В первый день рождественских праздников я нес службу наблюдений. В печальном настроении я отправился на станцию через четыре дня после постигшего нас несчастья. На наблюдательной станции в течение дня у меня было много гостей. Приходил Воллосович, затем явилась депутация матросов под предводительством Железнякова, которые, согласно старинному народному русскому обычаю ходить из дома в дом и петь коляды, спели мне рождественские песни и поздравили с праздником. Затем пришла с праздничным приветом более многолюдная группа, к которой примкнули машинисты во главе с Толстовым. После них ко мне пришли Огрин и Шервинский. Последний передал мне в подарок выкованный им зимой охотничий нож с острым стальным клинком и красивой точеной рукояткой из мамонтовой кости. Наконечник и верхняя часть ножен были сделаны из металла, а боковые стороны — из шкуры оленьих ног. Я догадался, что он выковал клинок для милого доктора и теперь передал его мне на память о моем близком друге.
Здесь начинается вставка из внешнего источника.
//! Period-based cleaning
//!
//! Flagged periods come from cleaning logs: a sensor name, an optional
//! flag label, and a date window. A period carries no condition tree;
//! every timestamp inside its window is flagged for every column the
//! sensor name is a prefix of. The reserved descriptor [`ALL_SENSORS`]
//! matches every column.

use crate::rule::in_window;
use crate::series::Timeseries;
use ahash::AHashMap;
use chrono::NaiveDateTime;

/// Sensor descriptor that matches every column in the table
pub const ALL_SENSORS: &str = "All";

/// One flagged period from a cleaning log
#[derive(Debug, Clone, PartialEq)]
pub struct FlaggedPeriod {
    /// Sensor name; matches columns by prefix
    pub sensor: String,
    /// Flag label, e.g. "Icing" or "Synthesized"
    pub flag: Option<String>,
    /// Inclusive lower bound; `None` is unbounded
    pub date_from: Option<NaiveDateTime>,
    /// Exclusive upper bound; `None` is unbounded
    pub date_to: Option<NaiveDateTime>,
}

impl FlaggedPeriod {
    fn matches(&self, column: &str) -> bool {
        self.sensor == ALL_SENSORS || column.starts_with(&self.sensor)
    }
}

/// Apply flagged periods to a table, producing per-column masks and a
/// per-period count of flagged cells.
///
/// Periods whose flag label is in `flags_to_exclude` are skipped; a
/// sensor matching no column is a no-op. Never fails: there is no
/// condition column to miss.
pub fn apply_periods(
    periods: &[FlaggedPeriod],
    table: &Timeseries,
    flags_to_exclude: &[String],
) -> (AHashMap<String, Vec<bool>>, Vec<usize>) {
    let mut masks: AHashMap<String, Vec<bool>> = AHashMap::new();
    let mut period_hits = Vec::with_capacity(periods.len());

    for period in periods {
        if period
            .flag
            .as_ref()
            .is_some_and(|flag| flags_to_exclude.contains(flag))
        {
            period_hits.push(0);
            continue;
        }

        let window: Vec<bool> = table
            .timestamps()
            .iter()
            .map(|t| in_window(*t, period.date_from, period.date_to))
            .collect();
        let window_hits = window.iter().filter(|w| **w).count();

        let mut hits = 0;
        for column in table.column_names() {
            if !period.matches(column) {
                continue;
            }
            hits += window_hits;
            let mask = masks
                .entry(column.to_string())
                .or_insert_with(|| vec![false; table.len()]);
            for (flagged, in_period) in mask.iter_mut().zip(&window) {
                *flagged = *flagged || *in_period;
            }
        }
        period_hits.push(hits);
    }

    (masks, period_hits)
}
Подарок Огрина был другого рода: передавая свой рисунок надгробного памятника доктору, он спросил мое мнение об этом наброске; я ответил Огрину, что доктор любил все простое и стройное и выбрал бы себе для надгробного памятника только валун с краткой надписью.

Суббота 11 января в ночь на 12-e. Ночное дежурство на наблюдательной станции. Я несказанно устал! Как охотно я передал бы все свои обязанности в другие руки и отошел от этой работы. Но мой долг довести экспедицию до конца.

Понедельник 13 января. Сегодня я сообщил Матисену о своем скором отъезде.

Воллосович, много переживший в течение своей жизни, так потрясен треволнениями последних дней, что у него появились признаки неврастении, и он не в состоянии продолжать свою работу. Я вынужден разрешить ему уехать. Счастливый!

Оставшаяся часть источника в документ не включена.